BEGIN

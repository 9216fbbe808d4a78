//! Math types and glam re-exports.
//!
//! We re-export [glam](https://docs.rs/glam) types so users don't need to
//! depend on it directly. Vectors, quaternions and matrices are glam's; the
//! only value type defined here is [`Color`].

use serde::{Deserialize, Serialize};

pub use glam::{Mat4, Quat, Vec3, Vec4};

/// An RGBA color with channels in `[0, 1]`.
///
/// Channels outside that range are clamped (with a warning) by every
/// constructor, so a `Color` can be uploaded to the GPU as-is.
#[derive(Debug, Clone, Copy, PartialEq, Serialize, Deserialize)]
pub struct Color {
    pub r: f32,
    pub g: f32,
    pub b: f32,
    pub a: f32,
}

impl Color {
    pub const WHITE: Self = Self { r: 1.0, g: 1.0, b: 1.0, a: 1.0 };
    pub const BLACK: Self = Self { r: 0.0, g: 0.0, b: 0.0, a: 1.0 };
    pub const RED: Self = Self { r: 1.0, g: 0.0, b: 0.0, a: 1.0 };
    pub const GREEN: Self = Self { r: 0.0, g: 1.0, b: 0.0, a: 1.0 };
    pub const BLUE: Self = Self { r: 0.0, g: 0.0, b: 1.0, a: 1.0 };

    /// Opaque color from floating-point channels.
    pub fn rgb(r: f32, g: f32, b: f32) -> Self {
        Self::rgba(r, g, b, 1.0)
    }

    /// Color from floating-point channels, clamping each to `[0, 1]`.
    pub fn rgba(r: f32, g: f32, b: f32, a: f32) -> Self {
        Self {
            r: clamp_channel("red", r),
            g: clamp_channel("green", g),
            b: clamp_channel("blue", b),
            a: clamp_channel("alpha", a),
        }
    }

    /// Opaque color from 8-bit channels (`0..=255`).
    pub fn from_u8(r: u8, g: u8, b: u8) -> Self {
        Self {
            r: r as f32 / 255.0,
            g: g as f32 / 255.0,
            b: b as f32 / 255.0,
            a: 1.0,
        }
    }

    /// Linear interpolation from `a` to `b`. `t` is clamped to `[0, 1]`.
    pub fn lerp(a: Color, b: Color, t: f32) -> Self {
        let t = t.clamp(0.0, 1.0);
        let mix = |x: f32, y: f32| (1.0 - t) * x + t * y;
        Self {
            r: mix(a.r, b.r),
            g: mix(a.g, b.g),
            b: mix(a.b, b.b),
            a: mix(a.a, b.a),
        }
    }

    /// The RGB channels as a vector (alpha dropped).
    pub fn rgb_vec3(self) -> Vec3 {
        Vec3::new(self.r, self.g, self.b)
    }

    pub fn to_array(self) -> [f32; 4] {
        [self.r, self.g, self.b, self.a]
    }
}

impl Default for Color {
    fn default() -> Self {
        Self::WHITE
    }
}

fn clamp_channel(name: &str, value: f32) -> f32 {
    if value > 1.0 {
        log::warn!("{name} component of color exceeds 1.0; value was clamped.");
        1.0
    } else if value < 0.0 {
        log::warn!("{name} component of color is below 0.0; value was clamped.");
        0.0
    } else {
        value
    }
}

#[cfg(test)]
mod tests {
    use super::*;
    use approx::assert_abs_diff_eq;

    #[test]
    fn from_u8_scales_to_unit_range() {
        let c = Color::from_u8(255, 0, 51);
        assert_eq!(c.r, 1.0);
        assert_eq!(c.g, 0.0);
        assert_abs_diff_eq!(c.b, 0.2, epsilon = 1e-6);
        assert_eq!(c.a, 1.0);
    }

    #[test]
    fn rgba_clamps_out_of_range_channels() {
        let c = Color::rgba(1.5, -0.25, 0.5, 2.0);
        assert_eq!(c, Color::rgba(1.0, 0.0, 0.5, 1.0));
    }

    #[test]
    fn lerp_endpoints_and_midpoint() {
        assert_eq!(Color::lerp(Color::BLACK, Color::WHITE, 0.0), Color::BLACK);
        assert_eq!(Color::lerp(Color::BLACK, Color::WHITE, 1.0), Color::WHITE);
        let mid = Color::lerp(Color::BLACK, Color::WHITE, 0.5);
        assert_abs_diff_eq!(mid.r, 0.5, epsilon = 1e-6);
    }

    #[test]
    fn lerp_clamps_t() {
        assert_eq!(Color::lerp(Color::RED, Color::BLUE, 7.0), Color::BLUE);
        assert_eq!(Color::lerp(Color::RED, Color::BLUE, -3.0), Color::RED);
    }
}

END

• [Your instructions]:
Give the exact lines, and only those, from the line containing "Self::WHITE" through the line containing "else if value" in the entries above.

• [Response for this exercise]:
        Self::WHITE
    }
}

fn clamp_channel(name: &str, value: f32) -> f32 {
    if value > 1.0 {
        log::warn!("{name} component of color exceeds 1.0; value was clamped.");
        1.0
    } else if value < 0.0 {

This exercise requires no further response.